Produce an exact copy of all the records.
#####
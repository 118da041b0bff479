//! Deterministic synthetic signals for unit tests.

use std::f64::consts::PI;

use super::classify::ContentClassification;
use super::types::{Chunk, ChunkResult, OffsetEstimate};
use crate::models::{OffsetMethod, QualityLabel};

/// Small linear congruential generator (Numerical Recipes constants).
pub(crate) struct Lcg(u64);

impl Lcg {
    pub(crate) fn new(seed: u64) -> Self {
        Self(seed.wrapping_mul(2862933555777941757).wrapping_add(3037000493))
    }

    /// Uniform value in [-1, 1).
    pub(crate) fn next_f64(&mut self) -> f64 {
        self.0 = self.0.wrapping_mul(6364136223846793005).wrapping_add(1442695040888963407);
        ((self.0 >> 11) as f64 / (1u64 << 53) as f64) * 2.0 - 1.0
    }
}

/// White noise of the given amplitude.
pub(crate) fn noise(len: usize, seed: u64, amplitude: f64) -> Vec<f64> {
    let mut rng = Lcg::new(seed);
    (0..len).map(|_| rng.next_f64() * amplitude).collect()
}

/// Pure sine tone.
pub(crate) fn tone(freq: f64, sample_rate: u32, len: usize) -> Vec<f64> {
    (0..len)
        .map(|i| 0.5 * (2.0 * PI * freq * i as f64 / sample_rate as f64).sin())
        .collect()
}

/// Noise gated into irregular bursts (speech-like energy envelope).
pub(crate) fn bursty_noise(len: usize, sample_rate: u32, seed: u64) -> Vec<f64> {
    let mut gate_rng = Lcg::new(seed ^ 0x9E37_79B9);
    let mut rng = Lcg::new(seed);
    let segment = (sample_rate as usize / 8).max(1);
    let mut out = Vec::with_capacity(len);
    let mut gain = 0.0;
    for i in 0..len {
        if i % segment == 0 {
            gain = if gate_rng.next_f64() > -0.2 {
                0.3 + 0.4 * gate_rng.next_f64().abs()
            } else {
                0.02
            };
        }
        out.push(rng.next_f64() * gain);
    }
    out
}

/// `signal` delayed by `delay` samples (zeros in front), same length.
pub(crate) fn delayed(signal: &[f64], delay: usize) -> Vec<f64> {
    let mut out = vec![0.0; signal.len()];
    if delay < signal.len() {
        out[delay..].copy_from_slice(&signal[..signal.len() - delay]);
    }
    out
}

/// Element-wise sum, truncated to the shorter input.
pub(crate) fn mix(a: &[f64], b: &[f64]) -> Vec<f64> {
    a.iter().zip(b).map(|(x, y)| x + y).collect()
}

/// Measured pass-1 chunk result at 1 kHz resolution.
pub(crate) fn measured_chunk(
    index: usize,
    start: f64,
    end: f64,
    offset: f64,
    confidence: f64,
    quality: QualityLabel,
) -> ChunkResult {
    ChunkResult {
        chunk: Chunk {
            index,
            start_time: start,
            end_time: end,
            pass_number: 1,
        },
        estimate: Some(OffsetEstimate::new(
            OffsetMethod::RawCorrelation,
            (offset * 1000.0).round() as i64,
            1000,
            0.9,
            confidence,
        )),
        master_class: ContentClassification::default(),
        dub_class: ContentClassification::default(),
        quality,
        confidence,
        similarity: 0.8,
        failure: None,
    }
}
//! Data models for dubsync.
//!
//! Shared enums used by the analysis engine, the configuration layer and the
//! serialized report.

mod enums;

pub use enums::{
    BaselineSource, ConsensusRule, ContentType, DriftPattern, EventClassification, OffsetMethod,
    QualityLabel,
};
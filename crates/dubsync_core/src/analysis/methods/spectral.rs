//! Spectral correlation method.
//!
//! Reduces each frame to its mean log-mel energy and correlates the two
//! energy envelopes with GCC-PHAT. Robust to timbre differences between
//! mixes while still tracking loudness contours.

use parking_lot::Mutex;
use rustfft::FftPlanner;

use crate::analysis::types::{AnalysisError, AnalysisResult, OffsetEstimate};
use crate::models::OffsetMethod;

use super::envelope::{correlate_series, Weighting};
use super::{CorrelationMethod, MethodInput};

/// Mel-energy envelope correlator.
pub struct Spectral {
    planner: Mutex<FftPlanner<f64>>,
}

impl Spectral {
    pub fn new() -> Self {
        Self {
            planner: Mutex::new(FftPlanner::new()),
        }
    }
}

impl Default for Spectral {
    fn default() -> Self {
        Self::new()
    }
}

impl CorrelationMethod for Spectral {
    fn method(&self) -> OffsetMethod {
        OffsetMethod::Spectral
    }

    fn description(&self) -> &str {
        "Spectral Correlation - mel energy envelope with GCC-PHAT"
    }

    fn estimate(&self, input: &MethodInput<'_>) -> AnalysisResult<OffsetEstimate> {
        let (Some(master), Some(dub)) = (
            input.master_features.mel_frame_energy.as_deref(),
            input.dub_features.mel_frame_energy.as_deref(),
        ) else {
            return Err(AnalysisError::InvalidInput(
                "mel energy envelope unavailable".to_string(),
            ));
        };

        let lag = correlate_series(&self.planner, &[master], &[dub], Weighting::Phat)?;
        let mut estimate = lag.into_estimate(
            OffsetMethod::Spectral,
            input.master_features.hop_length,
            input.master.sample_rate(),
        );
        estimate.ambiguous_peak = lag.ambiguous;
        Ok(estimate)
    }
}

#[cfg(test)]
mod tests {
    use super::*;
    use crate::analysis::features::FeatureExtractor;
    use crate::analysis::test_support::{bursty_noise, delayed};
    use crate::analysis::types::AudioWindow;

    #[test]
    fn spectral_detects_delay() {
        let extractor = FeatureExtractor::new(8000);
        let master = bursty_noise(40000, 8000, 6);
        let dub = delayed(&master, 1280);
        let (mw, dw) = (
            AudioWindow::from_slice(&master, 8000),
            AudioWindow::from_slice(&dub, 8000),
        );
        let (mf, df) = (extractor.extract(&mw), extractor.extract(&dw));
        let input = MethodInput {
            master: mw,
            dub: dw,
            master_features: &mf,
            dub_features: &df,
        };

        let est = Spectral::new().estimate(&input).unwrap();
        assert!(
            (est.precise_seconds() - 0.16).abs() <= 0.008,
            "Expected ~0.16 s, got {}",
            est.precise_seconds()
        );
    }
}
#####
Result of this exercise:
repository 118da041b0bff479
//! Deterministic synthetic signals for unit tests.

use std::f64::consts::PI;

use super::classify::ContentClassification;
use super::types::{Chunk, ChunkResult, OffsetEstimate};
use crate::models::{OffsetMethod, QualityLabel};

/// Small linear congruential generator (Numerical Recipes constants).
pub(crate) struct Lcg(u64);

impl Lcg {
    pub(crate) fn new(seed: u64) -> Self {
        Self(seed.wrapping_mul(2862933555777941757).wrapping_add(3037000493))
    }

    /// Uniform value in [-1, 1).
    pub(crate) fn next_f64(&mut self) -> f64 {
        self.0 = self.0.wrapping_mul(6364136223846793005).wrapping_add(1442695040888963407);
        ((self.0 >> 11) as f64 / (1u64 << 53) as f64) * 2.0 - 1.0
    }
}

/// White noise of the given amplitude.
pub(crate) fn noise(len: usize, seed: u64, amplitude: f64) -> Vec<f64> {
    let mut rng = Lcg::new(seed);
    (0..len).map(|_| rng.next_f64() * amplitude).collect()
}

/// Pure sine tone.
pub(crate) fn tone(freq: f64, sample_rate: u32, len: usize) -> Vec<f64> {
    (0..len)
        .map(|i| 0.5 * (2.0 * PI * freq * i as f64 / sample_rate as f64).sin())
        .collect()
}

/// Noise gated into irregular bursts (speech-like energy envelope).
pub(crate) fn bursty_noise(len: usize, sample_rate: u32, seed: u64) -> Vec<f64> {
    let mut gate_rng = Lcg::new(seed ^ 0x9E37_79B9);
    let mut rng = Lcg::new(seed);
    let segment = (sample_rate as usize / 8).max(1);
    let mut out = Vec::with_capacity(len);
    let mut gain = 0.0;
    for i in 0..len {
        if i % segment == 0 {
            gain = if gate_rng.next_f64() > -0.2 {
                0.3 + 0.4 * gate_rng.next_f64().abs()
            } else {
                0.02
            };
        }
        out.push(rng.next_f64() * gain);
    }
    out
}

/// `signal` delayed by `delay` samples (zeros in front), same length.
pub(crate) fn delayed(signal: &[f64], delay: usize) -> Vec<f64> {
    let mut out = vec![0.0; signal.len()];
    if delay < signal.len() {
        out[delay..].copy_from_slice(&signal[..signal.len() - delay]);
    }
    out
}

/// Element-wise sum, truncated to the shorter input.
pub(crate) fn mix(a: &[f64], b: &[f64]) -> Vec<f64> {
    a.iter().zip(b).map(|(x, y)| x + y).collect()
}

/// Measured pass-1 chunk result at 1 kHz resolution.
pub(crate) fn measured_chunk(
    index: usize,
    start: f64,
    end: f64,
    offset: f64,
    confidence: f64,
    quality: QualityLabel,
) -> ChunkResult {
    ChunkResult {
        chunk: Chunk {
            index,
            start_time: start,
            end_time: end,
            pass_number: 1,
        },
        estimate: Some(OffsetEstimate::new(
            OffsetMethod::RawCorrelation,
            (offset * 1000.0).round() as i64,
            1000,
            0.9,
            confidence,
        )),
        master_class: ContentClassification::default(),
        dub_class: ContentClassification::default(),
        quality,
        confidence,
        similarity: 0.8,
        failure: None,
    }
}
//! Data models for dubsync.
//!
//! Shared enums used by the analysis engine, the configuration layer and the
//! serialized report.

mod enums;

pub use enums::{
    BaselineSource, ConsensusRule, ContentType, DriftPattern, EventClassification, OffsetMethod,
    QualityLabel,
};
filename crates/dubsync_core/src/analysis/methods/spectral.rs
//! Spectral correlation method.
//!
//! Reduces each frame to its mean log-mel energy and correlates the two
//! energy envelopes with GCC-PHAT. Robust to timbre differences between
//! mixes while still tracking loudness contours.

use parking_lot::Mutex;
use rustfft::FftPlanner;

use crate::analysis::types::{AnalysisError, AnalysisResult, OffsetEstimate};
use crate::models::OffsetMethod;

use super::envelope::{correlate_series, Weighting};
use super::{CorrelationMethod, MethodInput};

/// Mel-energy envelope correlator.
pub struct Spectral {
    planner: Mutex<FftPlanner<f64>>,
}

impl Spectral {
    pub fn new() -> Self {
        Self {
            planner: Mutex::new(FftPlanner::new()),
        }
    }
}

impl Default for Spectral {
    fn default() -> Self {
        Self::new()
    }
}

impl CorrelationMethod for Spectral {
    fn method(&self) -> OffsetMethod {
        OffsetMethod::Spectral
    }

    fn description(&self) -> &str {
        "Spectral Correlation - mel energy envelope with GCC-PHAT"
    }

    fn estimate(&self, input: &MethodInput<'_>) -> AnalysisResult<OffsetEstimate> {
        let (Some(master), Some(dub)) = (
            input.master_features.mel_frame_energy.as_deref(),
            input.dub_features.mel_frame_energy.as_deref(),
        ) else {
            return Err(AnalysisError::InvalidInput(
                "mel energy envelope unavailable".to_string(),
            ));
        };

        let lag = correlate_series(&self.planner, &[master], &[dub], Weighting::Phat)?;
        let mut estimate = lag.into_estimate(
            OffsetMethod::Spectral,
            input.master_features.hop_length,
            input.master.sample_rate(),
        );
        estimate.ambiguous_peak = lag.ambiguous;
        Ok(estimate)
    }
}

#[cfg(test)]
mod tests {
    use super::*;
    use crate::analysis::features::FeatureExtractor;
    use crate::analysis::test_support::{bursty_noise, delayed};
    use crate::analysis::types::AudioWindow;

    #[test]
    fn spectral_detects_delay() {
        let extractor = FeatureExtractor::new(8000);
        let master = bursty_noise(40000, 8000, 6);
        let dub = delayed(&master, 1280);
        let (mw, dw) = (
            AudioWindow::from_slice(&master, 8000),
            AudioWindow::from_slice(&dub, 8000),
        );
        let (mf, df) = (extractor.extract(&mw), extractor.extract(&dw));
        let input = MethodInput {
            master: mw,
            dub: dw,
            master_features: &mf,
            dub_features: &df,
        };

        let est = Spectral::new().estimate(&input).unwrap();
        assert!(
            (est.precise_seconds() - 0.16).abs() <= 0.008,
            "Expected ~0.16 s, got {}",
            est.precise_seconds()
        );
    }
}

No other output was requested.